Roughly 5% of all cases of Alzheimer’s disease (AD) are caused by genetic variants in three genes, causing autosomal dominant early-onset Alzheimer’s disease. Duplications in the amyloid precursor protein (APP) gene, and variants in presenilin 1 and presenilin 2 (PSEN 1 and PSEN2) cause AD nearly 100% of the time. There is also an increased likelihood that early-onset AD patients will experience comorbid seizures more frequently than similarly-aged healthy adults. Whether these seizure affect the trajectory of disease is also less clear.

We are currently applying our expertise in preclinical models of seizure and epilepsy to better understand why and how seizures arise in the setting of early-onset AD. We are also very interested in understanding whether these seizures are differentially controlled by common anticonvulsant drugs so that treatment of clinical seizures in people with AD may be one day better controlled.

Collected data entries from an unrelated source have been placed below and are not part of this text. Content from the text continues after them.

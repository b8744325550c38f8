use crate::base;

/// The expected or actual objects deserialized from a repo directory. Unset
/// fields correspond to nonexistent files.
#[derive(Debug, PartialEq, Eq, Default)]
pub struct State {
    config: Option<base::Config>,
    events: Option<base::Eventlist>,
    gifts: Option<base::Giftlist>,
    view: Option<base::ViewState>,
}

impl State {
    /// Constructs the representation of an empty directory.
    pub fn new() -> Self {
        Self::default()
    }

    /// Sets repo's [`base::Config`].
    pub fn with_config<T>(mut self, config: T) -> Self
    where
        T: TryInto<base::Config> + std::fmt::Debug,
        <T as TryInto<base::Config>>::Error: std::fmt::Debug,
    {
        self.config = Some(config.try_into().unwrap());
        self
    }

    /// Sets repo's [`base::Eventlist`].
    pub fn with_events<T>(mut self, events: T) -> Self
    where
        T: TryInto<base::Eventlist> + std::fmt::Debug,
        <T as TryInto<base::Eventlist>>::Error: std::fmt::Debug,
    {
        self.events = Some(events.try_into().unwrap());
        self
    }

    /// Sets repo's [`base::Giftlist`].
    pub fn with_gifts<T>(mut self, gifts: T) -> Self
    where
        T: TryInto<base::Giftlist> + std::fmt::Debug,
        <T as TryInto<base::Giftlist>>::Error: std::fmt::Debug,
    {
        self.gifts = Some(gifts.try_into().unwrap());
        self
    }

    /// Sets repo's [`base::ViewState`].
    pub fn with_view<T>(mut self, view: T) -> Self
    where
        T: TryInto<base::ViewState> + std::fmt::Debug,
        <T as TryInto<base::ViewState>>::Error: std::fmt::Debug,
    {
        self.view = Some(view.try_into().unwrap());
        self
    }

    /// Deserializes objects from `fs`.
    pub fn from_fs(fs: &base::Fs) -> Self {
        macro_rules! read {
            ($t:ty) => {{
                let p = fs.path::<$t>();
                if p.exists() {
                    Some(fs.read::<$t>().unwrap())
                } else {
                    None
                }
            }};
        }

        Self {
            config: read!(base::Config),
            events: read!(base::Eventlist),
            gifts: read!(base::Giftlist),
            view: read!(base::ViewState),
        }
    }
}

/// Representation of a repo directory's file contents. Unset fields correspond
/// to nonexistent files.
#[derive(Default)]
pub struct StrState<'a> {
    config: Option<&'a str>,
    events: Option<&'a str>,
    gifts: Option<&'a str>,
    view: Option<&'a str>,
}

impl<'a> StrState<'a> {
    /// Constructs the representation of an empty directory.
    pub fn new() -> Self {
        Self::default()
    }

    /// Sets repo's [`base::Config`] file contents.
    pub fn with_config(mut self, s: &'a str) -> Self {
        self.config = Some(s);
        self
    }

    /// Sets repo's [`base::Eventlist`] file contents.
    pub fn with_events(mut self, s: &'a str) -> Self {
        self.events = Some(s);
        self
    }

    /// Sets repo's [`base::Giftlist`] file contents.
    pub fn with_gifts(mut self, s: &'a str) -> Self {
        self.gifts = Some(s);
        self
    }

    /// Sets repo's [`base::ViewState`] file contents.
    pub fn with_view(mut self, s: &'a str) -> Self {
        self.view = Some(s);
        self
    }

    /// Writes string contents verbatim to `fs`. Panics if any field is not a
    /// valid serialization of a real type.
    pub fn to_fs(&self, fs: &base::Fs) {
        fn write<T>(fs: &base::Fs, field: Option<&str>)
        where
            T: std::fmt::Debug + base::fs::Io,
            <T as std::str::FromStr>::Err: std::error::Error,
        {
            if let Some(s) = field {
                let obj = s.parse::<T>();
                assert!(obj.is_ok(), "{:?}", obj);
                std::fs::write(fs.path::<T>(), s).unwrap()
            }
        }

        write::<base::Config>(fs, self.config);
        write::<base::Eventlist>(fs, self.events);
        write::<base::Giftlist>(fs, self.gifts);
        write::<base::ViewState>(fs, self.view);
    }

    pub fn to_state(&self) -> State {
        let mut os = State::new();
        if let Some(s) = self.config {
            os = os.with_config(s);
        }
        if let Some(s) = self.events {
            os = os.with_events(s);
        }
        if let Some(s) = self.gifts {
            os = os.with_gifts(s);
        }
        if let Some(s) = self.view {
            os = os.with_view(s);
        }
        os
    }
}

/// Returns a filesystem object anchored at a temporary directory. The `Fs` must
/// not outlive the returned `TempDir`.
pub fn tempfs() -> (base::Fs, tempfile::TempDir) {
    let td = tempfile::TempDir::new().unwrap();
    let fs = base::Fs::new(td.path());
    (fs, td)
}
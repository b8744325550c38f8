use crate::base;
use crate::cli;

/// Export the selected event's gift records to a spreadsheet
///
/// Exports the records passing the current filters, in stored order. Does
/// nothing when no event is selected.
#[derive(clap::Parser)]
pub struct Export {
    /// Column layout, compact or detailed [default: from config]
    #[arg(short, long)]
    layout: Option<base::export::Layout>,

    /// File format, xlsx or csv [default: from config]
    #[arg(short, long)]
    format: Option<base::export::Format>,

    /// Only export records of this side, bride or groom
    #[arg(short, long)]
    side: Option<base::Side>,

    /// Directory to write the file to [default: repository directory]
    #[arg(short, long)]
    dir: Option<std::path::PathBuf>,
}

impl Export {
    pub fn run(
        self,
        store: &base::Store,
        view: &base::ViewState,
        config: &base::Config,
        fs: &base::Fs,
    ) -> anyhow::Result<cli::Output> {
        let event = view.selected(store);
        let records = event
            .map(|e| cli::util::filtered_records(store, view, e))
            .unwrap_or_default();
        let options = base::export::Options {
            layout: self.layout.unwrap_or(config.export_layout),
            format: self.format.unwrap_or(config.export_format),
            side: self.side,
        };
        let dir = match self.dir {
            Some(dir) => fs.dir().join(dir),
            None => fs.dir().to_path_buf(),
        };

        Ok(cli::Output::Str(
            match base::export::export(event, &records, options, &dir)? {
                Some(exported) => format!(
                    "Exported {} gift records to '{}'",
                    exported.rows,
                    exported.path.display()
                ),
                None => "No event selected, nothing exported.".to_string(),
            },
        ))
    }
}
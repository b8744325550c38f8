/// How a gift was paid.
#[derive(
    Debug,
    Clone,
    Copy,
    PartialEq,
    Eq,
    Hash,
    PartialOrd,
    Ord,
    serde::Serialize,
    serde::Deserialize,
    strum::EnumString,
    strum::Display,
    strum::AsRefStr,
    strum::VariantNames,
)]
#[serde(rename_all = "kebab-case")]
#[strum(ascii_case_insensitive, serialize_all = "kebab-case")]
pub enum Method {
    Cash,
    Transfer,
    Card,
    PayApp,
    Other,
}

impl Method {
    pub fn label(self) -> &'static str {
        match self {
            Method::Cash => "현금",
            Method::Transfer => "계좌이체",
            Method::Card => "카드",
            Method::PayApp => "간편결제",
            Method::Other => "기타",
        }
    }
}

Our recent paper in Neurobiology of Disease highlights our innovative work to use the very common mouse corneal kindling model to evaluate the rate of chronic seizure development in mice with and without loss of the presenilin 2 gene. The key findings of this manuscript suggest that loss of normal PSEN2 function can actually lead to a slowed acquisition of the kindled state, e.g. epilepsy. However, there was no remarkable difference in anticonvulsant drug efficacy in mice with PSEN2 loss. From a clinical perspective, it could suggest that anticonvulsant drugs can control seizures as effectively in patients with AD as in healthy elderly adults with seizures.